To put this assumption in Bayesian terms, we are looking for a prior distribution of the original envelopes such that after you choose an envelope at random and open it, it will be 50-50 as to whether the amount in the other envelope is larger or smaller.
I am asserting that no such prior distribution exists.
To see why, suppose the envelope you opened had $4. Your assumption says that it should be equally probable as to whether the other envelope has $2 or $8. That happens if you were equally likely to be given (2,4) or (4,8) (where the figures in parentheses indicate the amount of money in the two envelopes). In Bayesian terms, the prior probabilities of (2,4) and (4,8) must have been equal.
For example, you could assume that the donor prepared just two sets of envelopes, (2,4) and (4,8), and chose one of the pairs at random. Then, when you see $4 in the envelope you opened, it would indeed be 50-50 as to whether the other envelope has $2 or $8. So far so good.
However, remember we want our assumption to hold regardless of how much money you found in the envelope. This is where the problem begins.
Once you assume that the donor chose from (2,4) and (4,8), then he might have given you the (4,8) and you might have opened the $8 envelope.
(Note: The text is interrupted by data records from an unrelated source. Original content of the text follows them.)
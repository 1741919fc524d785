// ==========================================
// 牲畜称重管理系统 - 动物与称重批次
// ==========================================

use crate::domain::types::AnimalStatus;
use chrono::{DateTime, NaiveDate, Utc};
use serde::{Deserialize, Serialize};

// ==========================================
// Animal - 动物档案
// ==========================================
#[derive(Debug, Clone, PartialEq, Serialize, Deserialize)]
pub struct Animal {
    pub id: i64,
    pub tenant_id: String,
    pub tag: String,                       // 耳标/识别号
    pub name: Option<String>,
    pub status: AnimalStatus,
    pub target_weight_kg: Option<f64>,     // 出栏目标体重
    pub created_at: DateTime<Utc>,
}

impl Animal {
    /// 是否在栏
    pub fn is_active(&self) -> bool {
        self.status == AnimalStatus::Active
    }

    /// 有效目标体重（未设置或非正数视为无目标）
    pub fn effective_target_kg(&self) -> Option<f64> {
        self.target_weight_kg.filter(|t| *t > 0.0)
    }
}

// ==========================================
// Batch - 称重批次 (一次称重作业)
// ==========================================
#[derive(Debug, Clone, PartialEq, Serialize, Deserialize)]
pub struct Batch {
    pub id: i64,
    pub tenant_id: String,
    pub name: String,
    pub session_date: NaiveDate,
    pub notes: Option<String>,
}

#[cfg(test)]
mod tests {
    use super::*;

    fn animal(target: Option<f64>, status: AnimalStatus) -> Animal {
        Animal {
            id: 1,
            tenant_id: "farm-a".to_string(),
            tag: "A-001".to_string(),
            name: None,
            status,
            target_weight_kg: target,
            created_at: Utc::now(),
        }
    }

    #[test]
    fn test_effective_target() {
        assert_eq!(animal(Some(500.0), AnimalStatus::Active).effective_target_kg(), Some(500.0));
        assert_eq!(animal(Some(0.0), AnimalStatus::Active).effective_target_kg(), None);
        assert_eq!(animal(None, AnimalStatus::Active).effective_target_kg(), None);
    }

    #[test]
    fn test_is_active() {
        assert!(animal(None, AnimalStatus::Active).is_active());
        assert!(!animal(None, AnimalStatus::Sold).is_active());
    }
}
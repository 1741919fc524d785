// ==========================================
// 牲畜称重管理系统 - 增重报告用例实现
// ==========================================

use crate::domain::date_range::DateRange;
use crate::domain::metrics::AnimalGrowth;
use crate::engine::GrowthEngine;
use crate::perf::PerfGuard;
use crate::repository::history::{AnimalDirectory, WeighingHistory};
use crate::use_cases::error::{AnalyticsError, AnalyticsResult};
use crate::use_cases::growth_report::GrowthReportUseCase;
use crate::use_cases::AnalyticsResponse;
use std::sync::Arc;

/// 增重报告用例实现
pub struct GrowthReportUseCaseImpl {
    weighings: Arc<dyn WeighingHistory>,
    animals: Arc<dyn AnimalDirectory>,
    engine: GrowthEngine,
}

impl GrowthReportUseCaseImpl {
    pub fn new(weighings: Arc<dyn WeighingHistory>, animals: Arc<dyn AnimalDirectory>) -> Self {
        Self {
            weighings,
            animals,
            engine: GrowthEngine::new(),
        }
    }
}

impl GrowthReportUseCase for GrowthReportUseCaseImpl {
    fn get_animal_growth(&self, animal_id: i64) -> AnalyticsResult<AnimalGrowth> {
        let _perf = PerfGuard::new("get_animal_growth");

        if self.animals.find_animal(animal_id)?.is_none() {
            return Err(AnalyticsError::not_found("Animal", animal_id));
        }

        let records = self.weighings.get_weighings_for_animal(animal_id)?;
        Ok(AnimalGrowth {
            animal_id,
            metrics: self.engine.calculate(&records),
        })
    }

    fn get_herd_growth(
        &self,
        tenant_id: &str,
        date_range: Option<&DateRange>,
    ) -> AnalyticsResult<AnalyticsResponse<AnimalGrowth>> {
        let _perf = PerfGuard::new("get_herd_growth").tenant(tenant_id);

        let records = self.weighings.get_weighings_for_tenant(tenant_id, date_range)?;
        let items = self.engine.calculate_many(&records);

        tracing::info!(
            tenant_id,
            weighing_count = records.len(),
            animal_count = items.len(),
            "全群增重计算完成"
        );
        Ok(AnalyticsResponse::new(tenant_id, items))
    }
}
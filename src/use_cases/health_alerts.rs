// ==========================================
// 牲畜称重管理系统 - 健康预警用例
// ==========================================
// 职责: 掉重预警明细与按动物汇总
// ==========================================

use crate::domain::date_range::DateRange;
use crate::domain::metrics::{HealthFlag, HealthSummary};
use crate::use_cases::error::AnalyticsResult;
use crate::use_cases::AnalyticsResponse;

/// 健康预警用例
pub trait HealthAlertUseCase {
    /// 单只动物的掉重预警 (时间升序)
    fn get_animal_alerts(&self, animal_id: i64) -> AnalyticsResult<Vec<HealthFlag>>;

    /// 租户内有预警的动物汇总
    ///
    /// 输出: 需升级的排前, 其余按 animal_id 升序
    fn get_herd_health(
        &self,
        tenant_id: &str,
        date_range: Option<&DateRange>,
    ) -> AnalyticsResult<AnalyticsResponse<HealthSummary>>;
}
So, you must also assume that the prior distribution had equal probabilities for (8,16) and (4,8). E.g., you might assume that the donor chose randomly from 3 sets of envelopes, (2,4), (4,8) and (8,16).
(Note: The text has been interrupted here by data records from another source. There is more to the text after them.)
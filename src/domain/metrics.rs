// ==========================================
// 牲畜称重管理系统 - 派生指标
// ==========================================
// 职责: 引擎输出的只读指标记录
// 红线: 派生指标按需重算,核心层不落库
// ==========================================

use crate::domain::animal::Animal;
use crate::domain::types::HealthSeverity;
use chrono::{DateTime, Utc};
use serde::{Deserialize, Serialize};

// ==========================================
// GrowthMetrics - 增重指标
// ==========================================
#[derive(Debug, Clone, PartialEq, Serialize, Deserialize)]
pub struct GrowthMetrics {
    pub first_weight_kg: f64,
    pub latest_weight_kg: f64,
    pub total_gain_kg: f64,    // 可为负 (掉重)
    pub total_days: i64,       // 首末称重间隔整天数 (向下取整)
    pub avg_daily_gain_kg: f64, // total_days == 0 时为 0
    pub weighing_count: usize,
    pub first_weighed_at: Option<DateTime<Utc>>,
    pub latest_weighed_at: Option<DateTime<Utc>>,
}

impl GrowthMetrics {
    /// 空序列的退化结果（全部为 0）
    pub fn empty() -> Self {
        Self {
            first_weight_kg: 0.0,
            latest_weight_kg: 0.0,
            total_gain_kg: 0.0,
            total_days: 0,
            avg_daily_gain_kg: 0.0,
            weighing_count: 0,
            first_weighed_at: None,
            latest_weighed_at: None,
        }
    }

    /// 是否可计算增重（至少两次称重）
    pub fn has_gain(&self) -> bool {
        self.weighing_count >= 2
    }
}

/// 单只动物的增重指标
#[derive(Debug, Clone, PartialEq, Serialize, Deserialize)]
pub struct AnimalGrowth {
    pub animal_id: i64,
    pub metrics: GrowthMetrics,
}

// ==========================================
// HealthFlag - 掉重预警
// ==========================================
#[derive(Debug, Clone, PartialEq, Serialize, Deserialize)]
pub struct HealthFlag {
    pub animal_id: i64,
    pub weighing_id: i64,          // 触发预警的 (后一次) 称重
    pub timestamp: DateTime<Utc>,
    pub weight_change_kg: f64,     // 负数
    pub loss_percent: f64,         // 掉重幅度占前次体重百分比 (正数)
    pub severity: HealthSeverity,
    pub consecutive_loss_count: u32,
}

impl HealthFlag {
    /// 连续掉重次数达到阈值时需升级关注
    pub fn needs_escalation(&self, consecutive_threshold: u32) -> bool {
        self.severity == HealthSeverity::Severe
            || (consecutive_threshold > 0 && self.consecutive_loss_count >= consecutive_threshold)
    }
}

/// 单只动物的健康汇总
#[derive(Debug, Clone, PartialEq, Serialize, Deserialize)]
pub struct HealthSummary {
    pub animal_id: i64,
    pub flag_count: usize,
    pub minor_count: usize,
    pub moderate_count: usize,
    pub severe_count: usize,
    pub max_consecutive_losses: u32,
    pub needs_escalation: bool,
}

impl HealthSummary {
    pub fn new(animal_id: i64) -> Self {
        Self {
            animal_id,
            flag_count: 0,
            minor_count: 0,
            moderate_count: 0,
            severe_count: 0,
            max_consecutive_losses: 0,
            needs_escalation: false,
        }
    }

    /// 是否存在任何预警
    pub fn is_flagged(&self) -> bool {
        self.flag_count > 0
    }
}

// ==========================================
// FeedPerformanceMetric - 饲料表现
// ==========================================
#[derive(Debug, Clone, PartialEq, Serialize, Deserialize)]
pub struct FeedPerformanceMetric {
    pub feed_type: String,
    pub feed_brand: Option<String>,
    pub animal_count: usize,
    pub avg_adg_kg_per_day: f64,
    pub avg_total_gain_kg: f64,
    pub avg_days_on_feed: f64,
    pub performance_rank: usize, // 1 为最优; 未排名前为 0
}

/// 饲料对比结果 (已排名, 按 performance_rank 升序)
#[derive(Debug, Clone, Default, PartialEq, Serialize, Deserialize)]
pub struct FeedComparisonResult {
    pub metrics: Vec<FeedPerformanceMetric>,
}

impl FeedComparisonResult {
    /// 表现最优的饲料
    pub fn best(&self) -> Option<&FeedPerformanceMetric> {
        self.metrics.first()
    }

    /// 按饲料类型查询
    pub fn get(&self, feed_type: &str) -> Option<&FeedPerformanceMetric> {
        self.metrics.iter().find(|m| m.feed_type == feed_type)
    }

    pub fn len(&self) -> usize {
        self.metrics.len()
    }

    pub fn is_empty(&self) -> bool {
        self.metrics.is_empty()
    }
}

// ==========================================
// ReadyToSellResult - 出栏评估
// ==========================================
#[derive(Debug, Clone, PartialEq, Serialize, Deserialize)]
pub struct ReadyToSellResult {
    pub animal: Animal,
    pub current_weight_kg: f64,
    pub target_weight_kg: f64,
    pub last_weighed_at: DateTime<Utc>,
    pub progress_percent: f64, // 不截断, >100 表示已超目标
    pub remaining_kg: f64,     // max(0, target - current)
}

impl ReadyToSellResult {
    /// 是否达到出栏目标
    pub fn is_ready(&self) -> bool {
        self.progress_percent >= 100.0
    }
}

// ==========================================
// BatchSummary - 批次汇总
// ==========================================
#[derive(Debug, Clone, PartialEq, Serialize, Deserialize)]
pub struct BatchSummary {
    pub batch_id: i64,
    pub weighing_count: usize,
    pub animal_count: usize,
    pub total_weight_kg: f64,
    pub avg_weight_kg: f64,
    pub min_weight_kg: f64,
    pub max_weight_kg: f64,
    pub first_weighed_at: Option<DateTime<Utc>>,
    pub last_weighed_at: Option<DateTime<Utc>>,
}

impl BatchSummary {
    pub fn empty(batch_id: i64) -> Self {
        Self {
            batch_id,
            weighing_count: 0,
            animal_count: 0,
            total_weight_kg: 0.0,
            avg_weight_kg: 0.0,
            min_weight_kg: 0.0,
            max_weight_kg: 0.0,
            first_weighed_at: None,
            last_weighed_at: None,
        }
    }
}
// ==========================================
// 牲畜称重管理系统 - 饲料对比用例实现
// ==========================================

use crate::domain::date_range::DateRange;
use crate::domain::metrics::FeedPerformanceMetric;
use crate::domain::weighing::FeedTagKeys;
use crate::engine::FeedPerformanceAggregator;
use crate::perf::PerfGuard;
use crate::repository::history::WeighingHistory;
use crate::use_cases::error::{AnalyticsError, AnalyticsResult};
use crate::use_cases::feed_comparison::FeedComparisonUseCase;
use crate::use_cases::AnalyticsResponse;
use std::collections::BTreeSet;
use std::sync::Arc;

/// 饲料对比用例实现
pub struct FeedComparisonUseCaseImpl {
    weighings: Arc<dyn WeighingHistory>,
    aggregator: FeedPerformanceAggregator,
}

impl FeedComparisonUseCaseImpl {
    /// # 参数
    /// - `feed_keys`: 须与仓储按饲料类型取数时使用的字段键一致
    pub fn new(weighings: Arc<dyn WeighingHistory>, feed_keys: FeedTagKeys) -> Self {
        Self {
            weighings,
            aggregator: FeedPerformanceAggregator::new(feed_keys),
        }
    }
}

impl FeedComparisonUseCase for FeedComparisonUseCaseImpl {
    fn compare_all_feeds(
        &self,
        tenant_id: &str,
        date_range: Option<&DateRange>,
    ) -> AnalyticsResult<AnalyticsResponse<FeedPerformanceMetric>> {
        let _perf = PerfGuard::new("compare_all_feeds").tenant(tenant_id);

        let records = self.weighings.get_weighings_for_tenant(tenant_id, date_range)?;
        let comparison = self.aggregator.compare(&records, date_range);

        tracing::info!(
            tenant_id,
            weighing_count = records.len(),
            feed_type_count = comparison.len(),
            best_feed = comparison.best().map(|m| m.feed_type.as_str()).unwrap_or("-"),
            "饲料对比完成"
        );
        Ok(AnalyticsResponse::new(tenant_id, comparison.metrics))
    }

    fn compare_feed_types(
        &self,
        tenant_id: &str,
        feed_types: &[String],
        date_range: Option<&DateRange>,
    ) -> AnalyticsResult<AnalyticsResponse<FeedPerformanceMetric>> {
        let _perf = PerfGuard::new("compare_feed_types").tenant(tenant_id);

        // 去重, 忽略空白
        let requested: BTreeSet<&str> = feed_types
            .iter()
            .map(|f| f.trim())
            .filter(|f| !f.is_empty())
            .collect();
        if requested.is_empty() && !feed_types.is_empty() {
            return Err(AnalyticsError::InvalidInput(
                "饲料类型列表只包含空白项".to_string(),
            ));
        }

        let mut metrics = Vec::with_capacity(requested.len());
        for &feed_type in &requested {
            let by_animal =
                self.weighings
                    .get_weighings_for_feed_type(tenant_id, feed_type, date_range)?;
            match self.aggregator.aggregate(feed_type, &by_animal, date_range) {
                Some(metric) => metrics.push(metric),
                None => tracing::debug!(tenant_id, feed_type, "饲料类型无匹配动物"),
            }
        }

        let comparison = FeedPerformanceAggregator::rank(metrics);
        tracing::info!(
            tenant_id,
            requested = requested.len(),
            ranked = comparison.len(),
            "指定饲料对比完成"
        );
        Ok(AnalyticsResponse::new(tenant_id, comparison.metrics))
    }
}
However, by similar reasoning, there would need to be equal probabilities for (16,32), (32,64), etc. Even ignoring the limitation on amounts of money, this argument leads to the conclusion that in the prior distribution a countably infinite number of possibilities all would need equal probability, call it P.
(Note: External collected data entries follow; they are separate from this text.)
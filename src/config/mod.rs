// ==========================================
// 牲畜称重管理系统 - 配置层
// ==========================================
// 职责: 系统配置管理,支持租户级覆写
// 存储: config_kv 表
// ==========================================

pub mod analytics_config;
pub mod config_manager;

// 重导出核心配置管理器
pub use analytics_config::AnalyticsConfig;
pub use config_manager::{config_keys, ConfigManager, ConfigScope, GLOBAL_SCOPE};
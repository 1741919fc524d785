// 用例实现单元测试共用的内存库与录入工具

use crate::db::ensure_schema;
use crate::domain::types::AnimalStatus;
use crate::domain::weighing::CustomFields;
use crate::repository::{
    AnimalRepository, BatchRepository, NewAnimal, NewWeighing, WeighingRepository,
};
use chrono::{DateTime, Duration, NaiveDate, TimeZone, Utc};
use rusqlite::Connection;
use std::sync::{Arc, Mutex};

pub const TENANT: &str = "farm-a";

pub struct Fixture {
    pub weighings: Arc<WeighingRepository>,
    pub animals: Arc<AnimalRepository>,
    pub batches: Arc<BatchRepository>,
    pub batch_id: i64,
}

pub fn day(offset: i64) -> DateTime<Utc> {
    Utc.with_ymd_and_hms(2026, 3, 1, 8, 0, 0).unwrap() + Duration::days(offset)
}

impl Fixture {
    pub fn new() -> Self {
        let conn = Connection::open_in_memory().unwrap();
        crate::db::configure_sqlite_connection(&conn).unwrap();
        ensure_schema(&conn).unwrap();
        let conn = Arc::new(Mutex::new(conn));

        let batches = Arc::new(BatchRepository::from_connection(conn.clone()));
        let batch_id = batches
            .insert(TENANT, "三月称重", NaiveDate::from_ymd_opt(2026, 3, 1).unwrap(), None)
            .unwrap();

        Self {
            weighings: Arc::new(WeighingRepository::from_connection(conn.clone())),
            animals: Arc::new(AnimalRepository::from_connection(conn)),
            batches,
            batch_id,
        }
    }

    pub fn animal(&self, tag: &str, target: Option<f64>) -> i64 {
        self.animals
            .insert(&NewAnimal {
                tenant_id: TENANT.to_string(),
                tag: tag.to_string(),
                name: None,
                status: AnimalStatus::Active,
                target_weight_kg: target,
                created_at: day(-30),
            })
            .unwrap()
    }

    pub fn weigh(&self, animal_id: i64, weight_kg: f64, offset: i64, feed: Option<&str>) -> i64 {
        let mut custom_fields = CustomFields::new();
        if let Some(feed) = feed {
            custom_fields.insert("feed_type".to_string(), feed.to_string());
        }
        self.weighings
            .insert(&NewWeighing {
                tenant_id: TENANT.to_string(),
                animal_id,
                batch_id: self.batch_id,
                weight_kg,
                timestamp: day(offset),
                custom_fields,
            })
            .unwrap()
    }
}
But, if P > 0, then the total probability would be infinity, whereas it must be one.
And if P = 0, then the total probability equals 0, which is also a contradiction.
This contradiction shows that you cannot satisfy the assumption that after you opened your chosen envelope it would always be 50-50 as to whether the other envelope has half that amount or twice that amount,
regardless of how much money you found in the envelope.
I must admit that you could satisfy the above assumption substituting the word “sometimes” for “always.” You could assume, e.g., that the donor chose randomly from (2,4) and (4,8). When you opened the envelope with $4, it was 50-50 as to whether the other envelope had $2 or $8.
But, if you had opened an envelope with $2 or $8, then the odds would NOT have been 50-50.
IMHO, this assumption destroys any interest in the problem. I believe that the problem as stated wanted to include the assumption, above, but it cannot be fulfilled.
Finally, I must confess that my “proof” above is not written with perfect mathematical rigor, but I do believe that it is correct.
P.S. It was asked what L. Savage said.
He discussed how probability could be defined when the frequentist approach did not apply, say, because one was considering a unique, one-time event rather than repeated trials. One key point of his brilliant book is that a judgmental probability can be consistently defined
as personal opinion. The definition of this probability could be deduced in theory from which side a person would take in a series of bets. A person’s subjective probability would obey the normal mathematical laws of probability.
However, there would be no contradiction if two different people assigned different
probabilities to the same event.